## ACTIVITY
Go to the line containing "use crate::transaction::Transaction;" in the records below and print it and every following line exactly, on through the line containing "Ok(()) => directory_dirty", then stop.

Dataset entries
□ □ □ □ □ □ □

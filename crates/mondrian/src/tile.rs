//! Tiles and their stroke-adjusted corners.

use crate::geom::{ColorClass, CornerPos, Point, SegmentId};
use crate::stroke::StrokeMetrics;

#[derive(Debug, Clone, PartialEq)]
pub struct Corner {
    pub point: Point,
    pub position: CornerPos,
    /// Last segment routed from this corner. Lookup only; the context owns the segment.
    pub owning_line: Option<SegmentId>,
}

impl Corner {
    fn new(point: Point, position: CornerPos) -> Self {
        Self {
            point,
            position,
            owning_line: None,
        }
    }
}

/// One entity's rectangle.
///
/// `raw_top_left`/`raw_bottom_right` are the footprint on grid lines; the corners sit
/// `stroke.half` outside it so a stroke centered on the corner-to-corner line covers the
/// footprint border exactly.
#[derive(Debug, Clone, PartialEq)]
pub struct Tile {
    pub id: String,
    pub raw_top_left: Point,
    pub raw_bottom_right: Point,
    /// Indexed by [`CornerPos::index`].
    pub corners: [Corner; 4],
    pub center: Point,
    pub area: f64,
    pub color: ColorClass,
}

impl Tile {
    pub fn new(
        raw_top_left: Point,
        raw_bottom_right: Point,
        area: f64,
        color: ColorClass,
        id: impl Into<String>,
        stroke: &StrokeMetrics,
    ) -> Self {
        let h = stroke.half;
        let top_left = Point::new(raw_top_left.x - h, raw_top_left.y - h);
        let bottom_right = Point::new(raw_bottom_right.x + h, raw_bottom_right.y + h);
        let corners = [
            Corner::new(top_left, CornerPos::TopLeft),
            Corner::new(Point::new(bottom_right.x, top_left.y), CornerPos::TopRight),
            Corner::new(Point::new(top_left.x, bottom_right.y), CornerPos::BottomLeft),
            Corner::new(bottom_right, CornerPos::BottomRight),
        ];
        let center = Point::new(
            (top_left.x + bottom_right.x) / 2.0,
            (top_left.y + bottom_right.y) / 2.0,
        );
        Self {
            id: id.into(),
            raw_top_left,
            raw_bottom_right,
            corners,
            center,
            area,
            color,
        }
    }

    pub fn corner(&self, pos: CornerPos) -> &Corner {
        &self.corners[pos.index()]
    }

    pub fn corner_mut(&mut self, pos: CornerPos) -> &mut Corner {
        &mut self.corners[pos.index()]
    }

    pub fn top_left(&self) -> Point {
        self.corner(CornerPos::TopLeft).point
    }

    pub fn top_right(&self) -> Point {
        self.corner(CornerPos::TopRight).point
    }

    pub fn bottom_left(&self) -> Point {
        self.corner(CornerPos::BottomLeft).point
    }

    pub fn bottom_right(&self) -> Point {
        self.corner(CornerPos::BottomRight).point
    }

    pub fn width(&self) -> f64 {
        self.top_right().x - self.top_left().x
    }

    pub fn height(&self) -> f64 {
        self.bottom_left().y - self.top_left().y
    }

    /// True when `p` lies strictly left/right of the corner x-range and strictly above/below the
    /// corner y-range.
    pub fn is_diagonal_to(&self, p: Point) -> bool {
        let outside_x = p.x < self.top_left().x || p.x > self.top_right().x;
        let outside_y = p.y < self.top_left().y || p.y > self.bottom_left().y;
        outside_x && outside_y
    }
}
//! Stroke-width derived offsets.
//!
//! A stroke of width `w` drawn along a tile edge spills `floor(w / 2)` units to either side of its
//! centerline. Corners are pushed outwards by that amount so that adjacent tiles sharing a grid
//! line meet without gaps, and connectors use the same quantities to stay outside tile bodies.

#[derive(Debug, Clone, Copy, PartialEq)]
pub struct StrokeMetrics {
    pub width: f64,
    /// `floor(width / 2)`: perpendicular offset that keeps a stroke outside a tile body.
    pub half: f64,
    /// `half + 1`: reach of an existing boundary stroke past its corner.
    pub reach: f64,
}

impl StrokeMetrics {
    pub fn new(width: f64) -> Self {
        let half = (width / 2.0).floor();
        Self {
            width,
            half,
            reach: half + 1.0,
        }
    }

    /// Along-axis trim applied where a connector meets a boundary stroke (`reach - half`).
    pub fn trim(&self) -> f64 {
        self.reach - self.half
    }
}

impl Default for StrokeMetrics {
    fn default() -> Self {
        Self::new(crate::config::DEFAULT_STROKE_WIDTH)
    }
}
//! Input and output records exchanged with loaders and renderers.

use crate::geom::{ColorClass, LineDir, LineSegment, Point, SegmentKind};
use crate::tile::Tile;
use serde::{Deserialize, Serialize};

#[derive(Debug, Clone, PartialEq, Serialize, Deserialize)]
pub struct Entity {
    pub id: String,
    pub x: f64,
    pub y: f64,
    pub weight: f64,
    #[serde(default, alias = "color", alias = "colorClass")]
    pub color_class: ColorClass,
}

impl Entity {
    pub fn new(
        id: impl Into<String>,
        x: f64,
        y: f64,
        weight: f64,
        color_class: ColorClass,
    ) -> Self {
        Self {
            id: id.into(),
            x,
            y,
            weight,
            color_class,
        }
    }

    pub fn center(&self) -> Point {
        Point::new(self.x, self.y)
    }
}

/// Unordered pair of tile ids.
#[derive(Debug, Clone, PartialEq, Eq, Hash, Serialize, Deserialize)]
pub struct Relation {
    #[serde(alias = "idA", alias = "a")]
    pub id_a: String,
    #[serde(alias = "idB", alias = "b")]
    pub id_b: String,
}

impl Relation {
    pub fn new(id_a: impl Into<String>, id_b: impl Into<String>) -> Self {
        Self {
            id_a: id_a.into(),
            id_b: id_b.into(),
        }
    }
}

#[derive(Debug, Clone, PartialEq, Serialize, Deserialize)]
pub struct TileLayout {
    pub id: String,
    pub top_left: Point,
    pub bottom_right: Point,
    pub color_class: ColorClass,
    pub area: f64,
}

impl From<&Tile> for TileLayout {
    fn from(tile: &Tile) -> Self {
        Self {
            id: tile.id.clone(),
            top_left: tile.raw_top_left,
            bottom_right: tile.raw_bottom_right,
            color_class: tile.color,
            area: tile.area,
        }
    }
}

#[derive(Debug, Clone, PartialEq, Serialize, Deserialize)]
pub struct SegmentLayout {
    pub a: Point,
    pub b: Point,
    pub direction: Option<LineDir>,
    pub color_class: ColorClass,
    pub stroke_width: f64,
    pub kind: SegmentKind,
}

impl From<&LineSegment> for SegmentLayout {
    fn from(seg: &LineSegment) -> Self {
        Self {
            a: seg.a,
            b: seg.b,
            direction: seg.direction,
            color_class: seg.color,
            stroke_width: seg.stroke_width,
            kind: seg.kind,
        }
    }
}

#[derive(Debug, Clone, PartialEq, Default, Serialize, Deserialize)]
pub struct MondrianLayout {
    /// Tiles in placement order (descending area).
    pub tiles: Vec<TileLayout>,
    /// Frame, boundary, connector and guide segments in emission order.
    pub segments: Vec<SegmentLayout>,
    /// Summed `|target - footprint|` area over all tiles.
    pub area_error: f64,
}

impl MondrianLayout {
    pub fn segments_of_kind(&self, kind: SegmentKind) -> impl Iterator<Item = &SegmentLayout> + '_ {
        self.segments.iter().filter(move |s| s.kind == kind)
    }
}
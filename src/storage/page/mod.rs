pub mod codec;
pub mod hash_bucket;
pub mod hash_directory;

pub use codec::FixedCodec;
pub use hash_bucket::{bucket_array_size, HashBucketPage};
pub use hash_directory::{HashDirectoryPage, DIRECTORY_ARRAY_SIZE, MAX_DEPTH};
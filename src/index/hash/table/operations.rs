use log::debug;

use crate::common::types::{PageId, PagePtr};
use crate::index::hash::error::HashTableError;
use crate::index::hash::hasher::KeyHasher;
use crate::index::hash::table::ExtendibleHashTable;
use crate::storage::buffer::BufferPool;
use crate::storage::page::{FixedCodec, HashBucketPage, HashDirectoryPage, MAX_DEPTH};
use crate::transaction::Transaction;

impl<K, V, H, P> ExtendibleHashTable<K, V, H, P>
where
    K: FixedCodec + Ord + Default,
    V: FixedCodec + PartialEq + Default,
    H: KeyHasher<K>,
    P: BufferPool,
{
    /// Insert a `(key, value)` pair.
    ///
    /// Returns `Ok(false)` when the exact pair is already present. A full
    /// target bucket splits, doubling the directory when the bucket already
    /// distinguishes `global_depth` bits; a bucket that stays full at
    /// `MAX_DEPTH` fails with `CapacityExhausted`.
    pub fn insert(&self, _txn: &Transaction, key: &K, value: &V) -> Result<bool, HashTableError> {
        let _guard = self.table_latch.write();

        let (directory_page, mut directory) = self.fetch_directory()?;
        let mut directory_dirty = false;

        // Splitting may need several rounds when the redistributed pairs all
        // land back in one half; every round raises the target bucket's local
        // depth, so the loop is bounded by MAX_DEPTH.
        let result = loop {
            let bucket_idx = self.bucket_index(key, &directory);
            let bucket_page_id = directory.bucket_page_id(bucket_idx);
            let (bucket_page, mut bucket) = match self.fetch_bucket(bucket_page_id) {
                Ok(fetched) => fetched,
                Err(e) => break Err(e),
            };

            if !bucket.is_full() {
                let inserted = bucket.insert(key, value);
                if inserted {
                    bucket.store(&mut bucket_page.write());
                }
                self.buffer_pool.unpin_page(bucket_page_id, inserted)?;
                break Ok(inserted);
            }

            if bucket.contains(key, value) {
                self.buffer_pool.unpin_page(bucket_page_id, false)?;
                break Ok(false);
            }

            if directory.local_depth(bucket_idx) >= MAX_DEPTH {
                self.buffer_pool.unpin_page(bucket_page_id, false)?;
                break Err(HashTableError::CapacityExhausted);
            }

            match self.split_bucket(
                &mut directory,
                &directory_page,
                bucket_idx,
                bucket_page_id,
                &bucket_page,
                &mut bucket,
            ) {
                Ok(()) => directory_dirty = true,
                Err(e) => break Err(e),
            }
        };

        self.buffer_pool.unpin_page(self.directory_page_id, directory_dirty)?;

        result
    }

    /// Split the full bucket at `bucket_idx`, redistributing its pairs
    /// between itself and a freshly allocated split image.
    ///
    /// The whole rehash happens here, under the write latch the caller
    /// already holds; nothing re-enters the public insert path. On success
    /// the split is fully applied, directory page included; the old bucket
    /// page is unpinned on every path out of this function.
    fn split_bucket(
        &self,
        directory: &mut HashDirectoryPage,
        directory_page: &PagePtr,
        bucket_idx: usize,
        bucket_page_id: PageId,
        bucket_page: &PagePtr,
        bucket: &mut HashBucketPage<K, V>,
    ) -> Result<(), HashTableError> {
        // Allocate the image bucket before any directory mutation, so a
        // failed allocation leaves the index untouched
        let (image_page, image_page_id) = match self.buffer_pool.new_page() {
            Ok(allocated) => allocated,
            Err(e) => {
                self.buffer_pool.unpin_page(bucket_page_id, false)?;
                return Err(e.into());
            }
        };

        let old_depth = directory.local_depth(bucket_idx);
        if old_depth == directory.global_depth() {
            directory.incr_global_depth();
        }

        debug!(
            "splitting bucket page {} (depth {} -> {}), new image page {}",
            bucket_page_id,
            old_depth,
            old_depth + 1,
            image_page_id
        );

        let new_depth = old_depth + 1;
        let old_mask = (1usize << old_depth) - 1;
        let depth_bit = 1usize << old_depth;
        let low_bits = bucket_idx & old_mask;

        // Every slot that referenced the old bucket now distinguishes one
        // more bit; the half with the new bit set moves to the image
        for i in 0..directory.size() {
            if i & old_mask == low_bits {
                directory.set_local_depth(i, new_depth);
                if i & depth_bit != 0 {
                    directory.set_bucket_page_id(i, image_page_id);
                }
            }
        }

        let pairs = bucket.get_all();
        bucket.clear();
        let mut image = HashBucketPage::<K, V>::new();
        for (k, v) in &pairs {
            if self.hash(k) as usize & depth_bit != 0 {
                image.insert(k, v);
            } else {
                bucket.insert(k, v);
            }
        }

        bucket.store(&mut bucket_page.write());
        image.store(&mut image_page.write());
        directory.verify_integrity();
        directory.store(&mut directory_page.write());

        self.buffer_pool.unpin_page(bucket_page_id, true)?;
        self.buffer_pool.unpin_page(image_page_id, true)?;

        Ok(())
    }
}
use std::sync::atomic::{AtomicU64, Ordering};

use crate::common::types::Lsn;

/// Opaque write-ahead-log sink.
///
/// The storage core never writes log records itself; it only asks the sink to
/// make records durable up to a page's LSN before that page's payload reaches
/// disk (WAL-before-data). Record formats, buffering and recovery belong to
/// the collaborating log subsystem.
pub struct LogManager {
    next_lsn: AtomicU64,
    persistent_lsn: AtomicU64,
}

impl LogManager {
    pub fn new() -> Self {
        Self {
            next_lsn: AtomicU64::new(1),
            persistent_lsn: AtomicU64::new(0),
        }
    }

    /// Reserve the next log sequence number
    pub fn next_lsn(&self) -> Lsn {
        self.next_lsn.fetch_add(1, Ordering::SeqCst)
    }

    /// Highest LSN known to be durable
    pub fn persistent_lsn(&self) -> Lsn {
        self.persistent_lsn.load(Ordering::SeqCst)
    }

    /// Make every record up to `lsn` durable
    pub fn flush_till_lsn(&self, lsn: Lsn) {
        self.persistent_lsn.fetch_max(lsn, Ordering::SeqCst);
    }
}

impl Default for LogManager {
    fn default() -> Self {
        Self::new()
    }
}
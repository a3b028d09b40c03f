// Export public modules
pub mod common;
pub mod index;
pub mod storage;
pub mod transaction;
pub mod wal;

// Re-export key items for convenient access
pub use storage::buffer::BufferPool;
pub use storage::buffer::BufferPoolError;
pub use storage::buffer::BufferPoolInstance;
pub use storage::buffer::ParallelBufferPool;
pub use storage::disk::DiskManager;
pub use index::hash::ExtendibleHashTable;
use std::fs::{File, OpenOptions};
use std::io::{Read, Seek, SeekFrom, Write};
use std::path::Path;
use parking_lot::Mutex;
use thiserror::Error;

use crate::common::types::{Page, PageId, INVALID_PAGE_ID, PAGE_SIZE};

#[derive(Error, Debug)]
pub enum DiskManagerError {
    #[error("IO error: {0}")]
    IoError(#[from] std::io::Error),
    #[error("Invalid page ID: {0}")]
    InvalidPageId(PageId),
}

/// DiskManager is responsible for the actual disk I/O: a blocking,
/// byte-granularity store of fixed-size pages inside one database file.
/// Page `p` lives at byte offset `p * PAGE_SIZE`.
pub struct DiskManager {
    db_file: Mutex<File>,
}

impl DiskManager {
    /// Create a new DiskManager with the specified database file
    pub fn new(db_path: impl AsRef<Path>) -> Result<Self, DiskManagerError> {
        let file = OpenOptions::new()
            .read(true)
            .write(true)
            .create(true)
            .open(db_path)?;

        Ok(Self {
            db_file: Mutex::new(file),
        })
    }

    /// Read a page from disk into `page`.
    ///
    /// Reading past the end of the file yields a zeroed page; the buffer pool
    /// eagerly writes newly allocated pages, so this only happens for ids that
    /// were allocated but never flushed.
    pub fn read_page(&self, page_id: PageId, page: &mut Page) -> Result<(), DiskManagerError> {
        if page_id == INVALID_PAGE_ID {
            return Err(DiskManagerError::InvalidPageId(page_id));
        }

        let offset = Self::page_offset(page_id);
        let mut buffer = [0u8; PAGE_SIZE];

        {
            let mut file = self.db_file.lock();

            let file_size = file.metadata()?.len();
            if offset + PAGE_SIZE as u64 > file_size {
                page.reset_data();
                page.page_id = page_id;
                return Ok(());
            }

            file.seek(SeekFrom::Start(offset))?;
            file.read_exact(&mut buffer)?;
        }

        page.data.copy_from_slice(&buffer);
        page.page_id = page_id;

        Ok(())
    }

    /// Write a page's payload to disk
    pub fn write_page(&self, page_id: PageId, data: &[u8; PAGE_SIZE]) -> Result<(), DiskManagerError> {
        if page_id == INVALID_PAGE_ID {
            return Err(DiskManagerError::InvalidPageId(page_id));
        }

        let offset = Self::page_offset(page_id);

        let mut file = self.db_file.lock();
        file.seek(SeekFrom::Start(offset))?;
        file.write_all(data)?;
        file.flush()?;

        Ok(())
    }

    /// Release a page on disk.
    ///
    /// The file is not shrunk and the id is never handed out again within a
    /// session (allocation is monotonic per buffer-pool instance), so this is
    /// bookkeeping only.
    pub fn deallocate_page(&self, _page_id: PageId) {}

    fn page_offset(page_id: PageId) -> u64 {
        page_id as u64 * PAGE_SIZE as u64
    }
}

□ □ □ □ □ □ □

## SOLUTION TO THIS PROBLEM
use crate::transaction::Transaction;

impl<K, V, H, P> ExtendibleHashTable<K, V, H, P>
where
    K: FixedCodec + Ord + Default,
    V: FixedCodec + PartialEq + Default,
    H: KeyHasher<K>,
    P: BufferPool,
{
    /// Insert a `(key, value)` pair.
    ///
    /// Returns `Ok(false)` when the exact pair is already present. A full
    /// target bucket splits, doubling the directory when the bucket already
    /// distinguishes `global_depth` bits; a bucket that stays full at
    /// `MAX_DEPTH` fails with `CapacityExhausted`.
    pub fn insert(&self, _txn: &Transaction, key: &K, value: &V) -> Result<bool, HashTableError> {
        let _guard = self.table_latch.write();

        let (directory_page, mut directory) = self.fetch_directory()?;
        let mut directory_dirty = false;

        // Splitting may need several rounds when the redistributed pairs all
        // land back in one half; every round raises the target bucket's local
        // depth, so the loop is bounded by MAX_DEPTH.
        let result = loop {
            let bucket_idx = self.bucket_index(key, &directory);
            let bucket_page_id = directory.bucket_page_id(bucket_idx);
            let (bucket_page, mut bucket) = match self.fetch_bucket(bucket_page_id) {
                Ok(fetched) => fetched,
                Err(e) => break Err(e),
            };

            if !bucket.is_full() {
                let inserted = bucket.insert(key, value);
                if inserted {
                    bucket.store(&mut bucket_page.write());
                }
                self.buffer_pool.unpin_page(bucket_page_id, inserted)?;
                break Ok(inserted);
            }

            if bucket.contains(key, value) {
                self.buffer_pool.unpin_page(bucket_page_id, false)?;
                break Ok(false);
            }

            if directory.local_depth(bucket_idx) >= MAX_DEPTH {
                self.buffer_pool.unpin_page(bucket_page_id, false)?;
                break Err(HashTableError::CapacityExhausted);
            }

            match self.split_bucket(
                &mut directory,
                &directory_page,
                bucket_idx,
                bucket_page_id,
                &bucket_page,
                &mut bucket,
            ) {
                Ok(()) => directory_dirty = true,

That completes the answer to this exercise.